Taking care of a sick child is straightforward when one parent doesn’t work. But what if both parents have jobs? If you’re among the lucky 30 percent of Americans whose employers let workers use paid sick days to care for family members — you’re set. But what if you’re among the other 70 percent? Most likely, you’re stuck.  

Sherry Leiwant ’72 and Yolanda Wu ’89 are trying to change that. In 2005, the former NOW Legal Defense and Education Fund attorneys co-founded a New York-based legal-advocacy organization, A Better Balance, to get workplaces to incorporate policies that make it easier for employees to care for family members — an issue that has become increasingly urgent since more women than ever are in the workforce. Many labor laws were written when a small minority of wives worked outside the home, and the laws no longer reflect the growing likelihood that no parent is at home to deal with family responsibilities that come up during work hours.  

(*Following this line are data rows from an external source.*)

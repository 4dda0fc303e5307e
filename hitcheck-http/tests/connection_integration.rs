/// End-to-end tests for `handle_connection` and `serve` using a real monoio
/// runtime and real loopback sockets.
use hitcheck_core::area::QuarterDiskRule;
use hitcheck_core::handler::CheckHandler;
use hitcheck_core::history::ResultLog;
use hitcheck_http::connection::{ConnLimits, handle_connection};
use hitcheck_http::worker::serve;
use monoio::io::{AsyncReadRent, AsyncWriteRent, AsyncWriteRentExt};
use monoio::net::{TcpListener, TcpStream};
use std::net::SocketAddr;
use std::rc::Rc;
use std::sync::Arc;

const LIMITS: ConnLimits = ConnLimits {
    read_buffer_bytes: 4096,
    max_body_bytes: 8192,
};

fn make_rt() -> monoio::Runtime<monoio::time::TimeDriver<monoio::LegacyDriver>> {
    monoio::RuntimeBuilder::<monoio::LegacyDriver>::new()
        .enable_timer()
        .build()
        .expect("monoio runtime build failed")
}

fn make_handler() -> Rc<CheckHandler> {
    Rc::new(CheckHandler::new(
        Arc::new(ResultLog::new()),
        QuarterDiskRule::HalfRadius,
        8192,
    ))
}

/// Accept a single connection and serve it.
fn serve_one(handler: Rc<CheckHandler>) -> SocketAddr {
    let listener = TcpListener::bind("127.0.0.1:0").unwrap();
    let addr = listener.local_addr().unwrap();
    monoio::spawn(async move {
        if let Ok((stream, peer)) = listener.accept().await {
            let _ = handle_connection(stream, peer, handler, LIMITS).await;
        }
    });
    addr
}

fn post(body: &str) -> Vec<u8> {
    format!(
        "POST /check HTTP/1.1\r\nhost: localhost\r\ncontent-type: application/x-www-form-urlencoded\r\ncontent-length: {}\r\nconnection: close\r\n\r\n{body}",
        body.len()
    )
    .into_bytes()
}

async fn connect(addr: SocketAddr) -> TcpStream {
    TcpStream::connect(addr.to_string().as_str()).await.unwrap()
}

/// Read until the server closes the connection.
async fn read_to_end(client: &mut TcpStream) -> String {
    let mut out = Vec::new();
    let mut buf = vec![0u8; 4096];
    loop {
        let (res, returned) = client.read(buf).await;
        buf = returned;
        match res {
            Ok(0) | Err(_) => break,
            Ok(n) => out.extend_from_slice(&buf[..n]),
        }
    }
    String::from_utf8(out).unwrap()
}

fn status_line(resp: &str) -> &str {
    resp.lines().next().unwrap_or("")
}

fn body(resp: &str) -> serde_json::Value {
    let (_, body) = resp.split_once("\r\n\r\n").expect("response has a body");
    serde_json::from_str(body).unwrap()
}

// ── Valid submission → 200 with history ────────────────────────────────────

#[test]
fn valid_post_returns_history_json() {
    make_rt().block_on(async {
        let handler = make_handler();
        let addr = serve_one(Rc::clone(&handler));

        let mut client = connect(addr).await;
        let (res, _) = client.write_all(post("x=1&y=0.5&r=2")).await;
        res.unwrap();

        let resp = read_to_end(&mut client).await;
        assert!(status_line(&resp).contains("200"), "{resp}");
        assert!(resp.contains("content-type: application/json; charset=utf-8\r\n"));
        let v = body(&resp);
        assert_eq!(v[0]["hit"], true);
        assert_eq!(v[0]["x"], "1");
        assert_eq!(handler.log().len(), 1);
    });
}

// ── Wrong method → 405 ─────────────────────────────────────────────────────

#[test]
fn get_returns_405_with_allow_header() {
    make_rt().block_on(async {
        let addr = serve_one(make_handler());

        let mut client = connect(addr).await;
        let (res, _) = client
            .write_all(b"GET / HTTP/1.1\r\nhost: localhost\r\nconnection: close\r\n\r\n".to_vec())
            .await;
        res.unwrap();

        let resp = read_to_end(&mut client).await;
        assert!(status_line(&resp).contains("405"), "{resp}");
        assert!(resp.contains("allow: POST\r\n"));
        assert_eq!(body(&resp)["error"], "Method Not Allowed");
    });
}

// ── Invalid HTTP → 400 ─────────────────────────────────────────────────────

#[test]
fn malformed_request_returns_400() {
    make_rt().block_on(async {
        let addr = serve_one(make_handler());

        let mut client = connect(addr).await;
        let (res, _) = client.write_all(b"NOTHTTP GARBAGE\r\n\r\n".to_vec()).await;
        res.unwrap();

        let resp = read_to_end(&mut client).await;
        assert!(status_line(&resp).contains("400"), "{resp}");
    });
}

// ── Body shorter than Content-Length → 400 Incomplete read ────────────────

#[test]
fn truncated_body_returns_incomplete_read() {
    make_rt().block_on(async {
        let handler = make_handler();
        let addr = serve_one(Rc::clone(&handler));

        let mut client = connect(addr).await;
        let req = b"POST / HTTP/1.1\r\ncontent-type: application/x-www-form-urlencoded\r\ncontent-length: 40\r\n\r\nx=1&y=1&r=1".to_vec();
        let (res, _) = client.write_all(req).await;
        res.unwrap();
        client.shutdown().await.unwrap();

        let resp = read_to_end(&mut client).await;
        assert!(status_line(&resp).contains("400"), "{resp}");
        assert!(resp.contains("connection: close\r\n"));
        assert_eq!(body(&resp)["error"], "Incomplete read");
        assert!(handler.log().is_empty());
    });
}

// ── Missing Content-Length → one 400, then close ──────────────────────────

#[test]
fn post_without_content_length_gets_one_reply_and_close() {
    make_rt().block_on(async {
        let handler = make_handler();
        let addr = serve_one(Rc::clone(&handler));

        let mut client = connect(addr).await;
        let req = b"POST / HTTP/1.1\r\ncontent-type: application/x-www-form-urlencoded\r\n\r\nx=1&y=1&r=1".to_vec();
        let (res, _) = client.write_all(req).await;
        res.unwrap();

        let resp = read_to_end(&mut client).await;
        assert_eq!(resp.matches("HTTP/1.1 ").count(), 1, "{resp}");
        assert!(status_line(&resp).contains("400"), "{resp}");
        assert!(resp.contains("connection: close\r\n"));
        assert_eq!(body(&resp)["error"], "Bad Request: Content-Length is missing.");
        assert!(handler.log().is_empty());
    });
}

// ── Body arriving in several segments ──────────────────────────────────────

#[test]
fn body_split_across_writes_is_reassembled() {
    make_rt().block_on(async {
        let addr = serve_one(make_handler());

        let mut client = connect(addr).await;
        let req = post("x=-1&y=%2D1&r=3");
        let (head, rest) = req.split_at(req.len() - 6);
        let (res, _) = client.write_all(head.to_vec()).await;
        res.unwrap();
        monoio::time::sleep(std::time::Duration::from_millis(20)).await;
        let (res, _) = client.write_all(rest.to_vec()).await;
        res.unwrap();

        let resp = read_to_end(&mut client).await;
        assert!(status_line(&resp).contains("200"), "{resp}");
        assert_eq!(body(&resp)[0]["y"], "-1");
    });
}

// ── Keep-alive: two submissions on one connection ─────────────────────────

#[test]
fn keepalive_connection_serves_pipelined_requests() {
    make_rt().block_on(async {
        let handler = make_handler();
        let addr = serve_one(Rc::clone(&handler));

        let first = "x=1&y=1&r=2";
        let mut req = format!(
            "POST / HTTP/1.1\r\ncontent-type: application/x-www-form-urlencoded\r\ncontent-length: {}\r\n\r\n{first}",
            first.len()
        )
        .into_bytes();
        req.extend_from_slice(&post("x=2&y=1&r=2"));

        let mut client = connect(addr).await;
        let (res, _) = client.write_all(req).await;
        res.unwrap();

        let resp = read_to_end(&mut client).await;
        assert_eq!(resp.matches("HTTP/1.1 200 OK").count(), 2, "{resp}");
        let (_, last) = resp.rsplit_once("\r\n\r\n").unwrap();
        let v: serde_json::Value = serde_json::from_str(last).unwrap();
        assert_eq!(v.as_array().unwrap().len(), 2);
        assert_eq!(handler.log().len(), 2);
    });
}

// ── Accept loop keeps serving after a bad client ──────────────────────────

#[test]
fn serve_survives_malformed_client() {
    make_rt().block_on(async {
        let listener = TcpListener::bind("127.0.0.1:0").unwrap();
        let addr = listener.local_addr().unwrap();
        let handler = make_handler();
        monoio::spawn(serve(0, listener, Rc::clone(&handler), LIMITS));

        let mut bad = connect(addr).await;
        let (res, _) = bad.write_all(b"NOTHTTP GARBAGE\r\n\r\n".to_vec()).await;
        res.unwrap();
        assert!(status_line(&read_to_end(&mut bad).await).contains("400"));

        let mut good = connect(addr).await;
        let (res, _) = good.write_all(post("x=0&y=0&r=1")).await;
        res.unwrap();
        let resp = read_to_end(&mut good).await;
        assert!(status_line(&resp).contains("200"), "{resp}");
        assert_eq!(handler.log().len(), 1);
    });
}
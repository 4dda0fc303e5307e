use crate::area::QuarterDiskRule;
use figment::{Figment, providers::{Env, Format, Yaml}};
use serde::{Deserialize, Serialize};
use std::path::Path;

/// Top-level service configuration.
#[derive(Debug, Clone, Default, Serialize, Deserialize)]
pub struct HitcheckConfig {
    #[serde(default)]
    pub server: ServerConfig,
    #[serde(default)]
    pub area: AreaConfig,
}

/// HTTP listener settings.
#[derive(Debug, Clone, Serialize, Deserialize)]
pub struct ServerConfig {
    #[serde(default = "default_listen_addr")]
    pub listen_addr: String,
    /// Number of worker threads. 0 = number of CPU cores.
    #[serde(default)]
    pub workers: usize,
    /// Largest accepted Content-Length.
    #[serde(default = "default_max_body")]
    pub max_body_bytes: usize,
    /// Per-read buffer; also caps the request head.
    #[serde(default = "default_read_buffer")]
    pub read_buffer_bytes: usize,
}

#[derive(Debug, Clone, Default, Serialize, Deserialize)]
pub struct AreaConfig {
    #[serde(default)]
    pub quarter_disk: QuarterDiskRule,
}

// ── Defaults ──────────────────────────────────────────────────

fn default_listen_addr() -> String { "0.0.0.0:9080".into() }
fn default_max_body() -> usize { 8192 }
fn default_read_buffer() -> usize { 8192 }

// ── Impls ─────────────────────────────────────────────────────

impl Default for ServerConfig {
    fn default() -> Self {
        Self {
            listen_addr: default_listen_addr(),
            workers: 0,
            max_body_bytes: default_max_body(),
            read_buffer_bytes: default_read_buffer(),
        }
    }
}

impl HitcheckConfig {
    /// Load configuration from YAML file + env overrides
    /// (`HITCHECK_SERVER__LISTEN_ADDR=...`).
    pub fn load(path: &Path) -> Result<Self, figment::Error> {
        Figment::new()
            .merge(Yaml::file(path))
            .merge(Env::prefixed("HITCHECK_").split("__"))
            .extract()
    }

    /// Effective worker count (0 → available CPUs).
    pub fn effective_workers(&self) -> usize {
        if self.server.workers == 0 {
            std::thread::available_parallelism()
                .map(|n| n.get())
                .unwrap_or(1)
        } else {
            self.server.workers
        }
    }
}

A Better Balance is helping to draft government legislation and influence corporate change on policies such as paid sick leave, paid family leave, and more flexible workplaces. A paid-sick-leave law the organization drafted for the city of Milwaukee passed by a landslide this fall. A Better Balance also drafted six of the seven state sick-leave bills introduced this year. None of those was voted into law, but Leiwant says that is typical: In trying to create social change like this, it often takes several legislative sessions before a law finally gets passed.

The ramifications of workplace inflexibility became clear to Leiwant, a history major, who was working on issues affecting poor women at the Legal Defense and Education Fund at the same time that she — a mother of three — was struggling to balance work and family demands. Wu, a politics major with a certificate in women’s studies, says her intellectual grasp of these issues solidified into a practical understanding once she had children of her own.  

Leiwant and Wu say the policies they’re advocating not only are the right things to do, they also make good business sense. According to a study by Harvard and McGill universities, 145 countries guarantee paid sick leave, and according to the World Economic Forum, of the 20 most productive economies in the world, the United States is the only one that doesn’t. Some industries are starting to grasp the costs of sticking to rigid work demands. Blue-chip accounting firms, in particular, have been pioneering new arrangements after noticing that talented women they’d spent years training were leaving because of the absence of flex-time or telecommuting opportunities that would have made it possible to balance work and family.  

Family-friendly policies help the worker, Leiwant says, “but they also help society in general if you’re not losing people who could make contributions.”